Groce died at the age of 63 from kidney failure in 2011, 26 years after she was shot by police. A pathologist linked the gunshot injury to her death as she still had fragments of the bullet in her spine and was more susceptible to other illnesses.

Groce's shooting led to two days of rioting in Brixton in September 1985. During the disorder, more than 200 people were injured and dozens arrested as shops were looted and petrol bombs were hurled at police.

Following six days of evidence at Southwark Crown Court, a jury highlighted a total of eight police failings, including not calling off the planned raid due when briefed to do so and failing to adequately check who lived at the property, resulted in Groce's death.

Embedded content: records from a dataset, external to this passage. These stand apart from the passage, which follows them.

//! Configuration loaded from a TOML file.
//!
//! ```toml
//! relays = ["wss://relay.damus.io", "wss://nos.lol"]
//! request_timeout_secs = 30
//! history_page_size = 50
//!
//! [[feeds]]
//! name = "Example Blog"
//! url = "https://example.com/feed.xml"
//! pubkey = "npub1..."                  # optional, checked against the secret
//! secret_key_env = "EXAMPLE_BLOG_NSEC" # or: secret_key = "nsec1..."
//! ```
//!
//! Everything is validated up front, so a feed that would fail on identity or
//! URL grounds never reaches the engine.

use std::collections::{HashMap, HashSet};
use std::path::Path;
use std::time::Duration;

use feedstr_core::Identity;
use feedstr_core::context::DEFAULT_REQUEST_TIMEOUT;
use feedstr_core::history::DEFAULT_PAGE_SIZE;
use nostr::{Keys, PublicKey};
use serde::Deserialize;

use crate::relay::normalize_relay_urls;
use crate::{Error, Result};

/// Default config file, relative to the working directory.
pub const DEFAULT_CONFIG_PATH: &str = "feedstr.toml";

#[derive(Debug, Deserialize)]
#[serde(deny_unknown_fields)]
struct RawConfig {
    #[serde(default)]
    relays: Vec<String>,
    #[serde(default = "default_request_timeout_secs")]
    request_timeout_secs: u64,
    #[serde(default = "default_history_page_size")]
    history_page_size: usize,
    #[serde(default)]
    feeds: Vec<RawFeed>,
}

#[derive(Debug, Deserialize)]
#[serde(deny_unknown_fields)]
struct RawFeed {
    name: String,
    url: String,
    pubkey: Option<String>,
    secret_key: Option<String>,
    secret_key_env: Option<String>,
}

fn default_request_timeout_secs() -> u64 {
    DEFAULT_REQUEST_TIMEOUT.as_secs()
}

fn default_history_page_size() -> usize {
    DEFAULT_PAGE_SIZE
}

/// One feed and the identity that publishes it.
#[derive(Debug, Clone)]
pub struct FeedConfig {
    pub name: String,
    pub url: String,
    pub identity: Identity,
}

/// Validated application configuration.
#[derive(Debug, Clone)]
pub struct Config {
    /// Normalized, deduplicated relay URLs.
    pub relays: Vec<String>,
    /// Timeout for a single feed or relay request.
    pub request_timeout: Duration,
    /// Headers requested per history page.
    pub history_page_size: usize,
    pub feeds: Vec<FeedConfig>,
}

impl Config {
    /// Load and validate the config file at `path`.
    pub fn load(path: impl AsRef<Path>) -> Result<Self> {
        let text = std::fs::read_to_string(path.as_ref())?;
        Self::parse(&text)
    }

    /// Parse and validate a config document.
    pub fn parse(text: &str) -> Result<Self> {
        let raw: RawConfig = toml::from_str(text)?;
        Self::validate(raw)
    }

    fn validate(raw: RawConfig) -> Result<Self> {
        if raw.relays.is_empty() {
            return Err(Error::Config("at least one relay is required".to_string()));
        }
        let relays = normalize_relay_urls(&raw.relays)
            .map_err(|e| Error::Config(format!("invalid relay URL {e}")))?;

        if raw.request_timeout_secs == 0 {
            return Err(Error::Config(
                "request_timeout_secs must be greater than zero".to_string(),
            ));
        }
        if raw.history_page_size == 0 {
            return Err(Error::Config(
                "history_page_size must be greater than zero".to_string(),
            ));
        }
        if raw.feeds.is_empty() {
            return Err(Error::Config("no feeds configured".to_string()));
        }

        let mut names = HashSet::new();
        let mut owners: HashMap<PublicKey, String> = HashMap::new();
        let mut feeds = Vec::with_capacity(raw.feeds.len());

        for feed in raw.feeds {
            let name = feed.name.trim().to_string();
            if name.is_empty() {
                return Err(Error::Config("feed name must not be empty".to_string()));
            }
            if !names.insert(name.clone()) {
                return Err(Error::Config(format!("duplicate feed name {name:?}")));
            }

            let url = feed.url.trim().to_string();
            validate_feed_url(&url)
                .map_err(|reason| Error::Config(format!("feed {name:?}: {reason}")))?;

            let keys = resolve_keys(&feed)
                .map_err(|e| Error::Config(format!("feed {name:?}: {e}")))?;

            if let Some(pubkey) = &feed.pubkey {
                let expected = PublicKey::parse(pubkey.trim())
                    .map_err(|e| Error::Config(format!("feed {name:?}: invalid pubkey: {e}")))?;
                if expected != keys.public_key() {
                    return Err(Error::Config(format!(
                        "feed {name:?}: pubkey does not match secret key"
                    )));
                }
            }

            if let Some(other) = owners.insert(keys.public_key(), name.clone()) {
                return Err(Error::Config(format!(
                    "feeds {other:?} and {name:?} share an identity"
                )));
            }

            feeds.push(FeedConfig {
                name,
                url,
                identity: Identity::new(keys),
            });
        }

        Ok(Self {
            relays,
            request_timeout: Duration::from_secs(raw.request_timeout_secs),
            history_page_size: raw.history_page_size,
            feeds,
        })
    }

    /// Feeds to run: all of them, or only those named.
    ///
    /// Naming a feed that is not configured is an error.
    pub fn select(&self, names: &[String]) -> Result<Vec<&FeedConfig>> {
        if names.is_empty() {
            return Ok(self.feeds.iter().collect());
        }

        for name in names {
            if !self.feeds.iter().any(|f| &f.name == name) {
                return Err(Error::Config(format!("unknown feed {name:?}")));
            }
        }

        Ok(self
            .feeds
            .iter()
            .filter(|f| names.contains(&f.name))
            .collect())
    }
}

fn validate_feed_url(raw: &str) -> std::result::Result<(), String> {
    let parsed = url::Url::parse(raw).map_err(|e| format!("invalid feed URL {raw:?}: {e}"))?;
    match parsed.scheme() {
        "http" | "https" => Ok(()),
        other => Err(format!("feed URL must be http or https, got {other}")),
    }
}

fn resolve_keys(feed: &RawFeed) -> Result<Keys> {
    let secret = match (&feed.secret_key, &feed.secret_key_env) {
        (Some(secret), None) => secret.clone(),
        (None, Some(var)) => std::env::var(var)
            .map_err(|_| Error::Config(format!("environment variable {var} is not set")))?,
        (Some(_), Some(_)) => {
            return Err(Error::Config(
                "set only one of secret_key and secret_key_env".to_string(),
            ));
        }
        (None, None) => {
            return Err(Error::Config(
                "one of secret_key or secret_key_env is required".to_string(),
            ));
        }
    };

    Ok(Keys::parse(secret.trim())?)
}

#[cfg(test)]
mod tests {
    use super::*;
    use nostr::nips::nip19::ToBech32;
    use std::io::Write;
    use std::sync::Mutex;

    /// Mutex to serialize config tests that manipulate env vars.
    static ENV_MUTEX: Mutex<()> = Mutex::new(());

    const SECRET_VAR: &str = "FEEDSTR_TEST_SECRET";

    /// Helper to run config tests with an isolated secret env var.
    fn with_secret_env<F: FnOnce()>(value: Option<&str>, f: F) {
        let _guard = ENV_MUTEX.lock().unwrap();
        let saved = std::env::var(SECRET_VAR).ok();

        // SAFETY: Serialized by mutex; only test code touches this var.
        unsafe {
            match value {
                Some(v) => std::env::set_var(SECRET_VAR, v),
                None => std::env::remove_var(SECRET_VAR),
            }
        }

        f();

        // SAFETY: Restoring original env state.
        unsafe {
            match saved {
                Some(v) => std::env::set_var(SECRET_VAR, v),
                None => std::env::remove_var(SECRET_VAR),
            }
        }
    }

    fn feed_block(name: &str, keys: &Keys) -> String {
        format!(
            "[[feeds]]\nname = \"{name}\"\nurl = \"https://example.com/{name}.xml\"\nsecret_key = \"{}\"\n",
            keys.secret_key().to_secret_hex()
        )
    }

    fn config_with(feeds: &str) -> String {
        format!("relays = [\"wss://relay.example.com/\"]\n\n{feeds}")
    }

    #[test]
    fn config_defaults() {
        let keys = Keys::generate();
        let config = Config::parse(&config_with(&feed_block("blog", &keys))).unwrap();

        assert_eq!(config.relays, vec!["wss://relay.example.com"]);
        assert_eq!(config.request_timeout, Duration::from_secs(30));
        assert_eq!(config.history_page_size, 50);
        assert_eq!(config.feeds.len(), 1);
        assert_eq!(config.feeds[0].name, "blog");
        assert_eq!(config.feeds[0].identity.public_key(), keys.public_key());
    }

    #[test]
    fn config_custom_values() {
        let keys = Keys::generate();
        let text = format!(
            "relays = [\"wss://a.example.com\", \"wss://A.example.com/\", \"wss://b.example.com\"]\nrequest_timeout_secs = 10\nhistory_page_size = 20\n\n{}",
            feed_block("blog", &keys)
        );
        let config = Config::parse(&text).unwrap();

        assert_eq!(
            config.relays,
            vec!["wss://a.example.com", "wss://b.example.com"]
        );
        assert_eq!(config.request_timeout, Duration::from_secs(10));
        assert_eq!(config.history_page_size, 20);
    }

    #[test]
    fn load_from_file() {
        let keys = Keys::generate();
        let mut file = tempfile::NamedTempFile::new().unwrap();
        file.write_all(config_with(&feed_block("blog", &keys)).as_bytes())
            .unwrap();

        let config = Config::load(file.path()).unwrap();
        assert_eq!(config.feeds[0].url, "https://example.com/blog.xml");
    }

    #[test]
    fn missing_file_is_io_error() {
        let dir = tempfile::tempdir().unwrap();
        let err = Config::load(dir.path().join("absent.toml")).unwrap_err();
        assert!(matches!(err, Error::Io(_)));
    }

    #[test]
    fn malformed_toml_is_toml_error() {
        let err = Config::parse("relays = [").unwrap_err();
        assert!(matches!(err, Error::Toml(_)));
    }

    #[test]
    fn requires_a_relay() {
        let keys = Keys::generate();
        let text = format!("relays = []\n{}", feed_block("blog", &keys));
        let err = Config::parse(&text).unwrap_err();
        assert!(err.to_string().contains("relay"));
    }

    #[test]
    fn rejects_non_websocket_relay() {
        let keys = Keys::generate();
        let text = format!(
            "relays = [\"https://relay.example.com\"]\n{}",
            feed_block("blog", &keys)
        );
        assert!(matches!(Config::parse(&text), Err(Error::Config(_))));
    }

    #[test]
    fn rejects_duplicate_names() {
        let text = config_with(&format!(
            "{}\n{}",
            feed_block("blog", &Keys::generate()),
            feed_block("blog", &Keys::generate())
        ));
        let err = Config::parse(&text).unwrap_err();
        assert!(err.to_string().contains("duplicate feed name"));
    }

    #[test]
    fn rejects_shared_identity() {
        let keys = Keys::generate();
        let text = config_with(&format!(
            "{}\n{}",
            feed_block("one", &keys),
            feed_block("two", &keys)
        ));
        let err = Config::parse(&text).unwrap_err();
        assert!(err.to_string().contains("share an identity"));
    }

    #[test]
    fn rejects_non_http_feed_url() {
        let keys = Keys::generate();
        let text = config_with(&format!(
            "[[feeds]]\nname = \"ftp\"\nurl = \"ftp://example.com/feed\"\nsecret_key = \"{}\"\n",
            keys.secret_key().to_secret_hex()
        ));
        let err = Config::parse(&text).unwrap_err();
        assert!(err.to_string().contains("http or https"));
    }

    #[test]
    fn pubkey_must_match_secret() {
        let keys = Keys::generate();
        let other = Keys::generate();
        let text = config_with(&format!(
            "{}pubkey = \"{}\"\n",
            feed_block("blog", &keys),
            other.public_key().to_hex()
        ));
        let err = Config::parse(&text).unwrap_err();
        assert!(err.to_string().contains("does not match"));
    }

    #[test]
    fn accepts_matching_npub_and_nsec() {
        let keys = Keys::generate();
        let text = config_with(&format!(
            "[[feeds]]\nname = \"blog\"\nurl = \"https://example.com/feed\"\npubkey = \"{}\"\nsecret_key = \"{}\"\n",
            keys.public_key().to_bech32().unwrap(),
            keys.secret_key().to_bech32().unwrap()
        ));
        let config = Config::parse(&text).unwrap();
        assert_eq!(config.feeds[0].identity.public_key(), keys.public_key());
    }

    #[test]
    fn invalid_secret_is_rejected() {
        let text = config_with(
            "[[feeds]]\nname = \"blog\"\nurl = \"https://example.com/feed\"\nsecret_key = \"not-a-key\"\n",
        );
        let err = Config::parse(&text).unwrap_err();
        assert!(err.to_string().contains("blog"));
    }

    #[test]
    fn secret_from_env() {
        let keys = Keys::generate();
        let text = config_with(&format!(
            "[[feeds]]\nname = \"blog\"\nurl = \"https://example.com/feed\"\nsecret_key_env = \"{SECRET_VAR}\"\n"
        ));
        with_secret_env(Some(&keys.secret_key().to_secret_hex()), || {
            let config = Config::parse(&text).unwrap();
            assert_eq!(config.feeds[0].identity.public_key(), keys.public_key());
        });
    }

    #[test]
    fn unset_secret_env_is_rejected() {
        let text = config_with(&format!(
            "[[feeds]]\nname = \"blog\"\nurl = \"https://example.com/feed\"\nsecret_key_env = \"{SECRET_VAR}\"\n"
        ));
        with_secret_env(None, || {
            let err = Config::parse(&text).unwrap_err();
            assert!(err.to_string().contains(SECRET_VAR));
        });
    }

    #[test]
    fn both_secret_sources_is_rejected() {
        let keys = Keys::generate();
        let text = config_with(&format!(
            "{}secret_key_env = \"{SECRET_VAR}\"\n",
            feed_block("blog", &keys)
        ));
        let err = Config::parse(&text).unwrap_err();
        assert!(err.to_string().contains("only one"));
    }

    #[test]
    fn select_filters_by_name() {
        let text = config_with(&format!(
            "{}\n{}",
            feed_block("one", &Keys::generate()),
            feed_block("two", &Keys::generate())
        ));
        let config = Config::parse(&text).unwrap();

        assert_eq!(config.select(&[]).unwrap().len(), 2);
        let picked = config.select(&["two".to_string()]).unwrap();
        assert_eq!(picked.len(), 1);
        assert_eq!(picked[0].name, "two");
        assert!(matches!(
            config.select(&["three".to_string()]),
            Err(Error::Config(_))
        ));
    }
}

The jury concluded: "Dorothy Groce was shot by police during a planned, forced entry raid at her home, and her subsequent death was contributed to by failures in the planning and implementation of the raid."

Met Police have now apologised to Groce's family and admitted it is "inexcusable" that it has taken nearly 30 years for police to make a public apology.

Commissioner of the Metropolitan Police Service Sir Bernard Hogan-Howe said: "I apologise unreservedly for our failings.

"I also apologise for the inexcusable fact that it has taken until now for the Met to make that public apology. Sadly this means that the person that most deserved to hear that apology, those words that we are sorry, is no longer here.

"Mrs Groce bore her suffering with dignity, and her story is a powerful reminder to all our officers of our responsibilities where we use force or plan for its possible use."

Following the conclusion of the inquest, Groce's family said they had "battled for justice and fought for truth" over the past 29 years.

Her son, Lee Lawrence, added: "We have always known that the shooting of our mum was not an accident. For 29 years the police have had a copy of the report which clearly identifies the multiple, serious failures behind the shooting. However, that report was not shared with my family until the run up to this inquest.

"The verdict of this jury serves to break the silence in which we have suffered since the shooting in September 1985.

"My mum is the hero in this: she inspired us as a family for fight for the truth. Today the truth is our victory."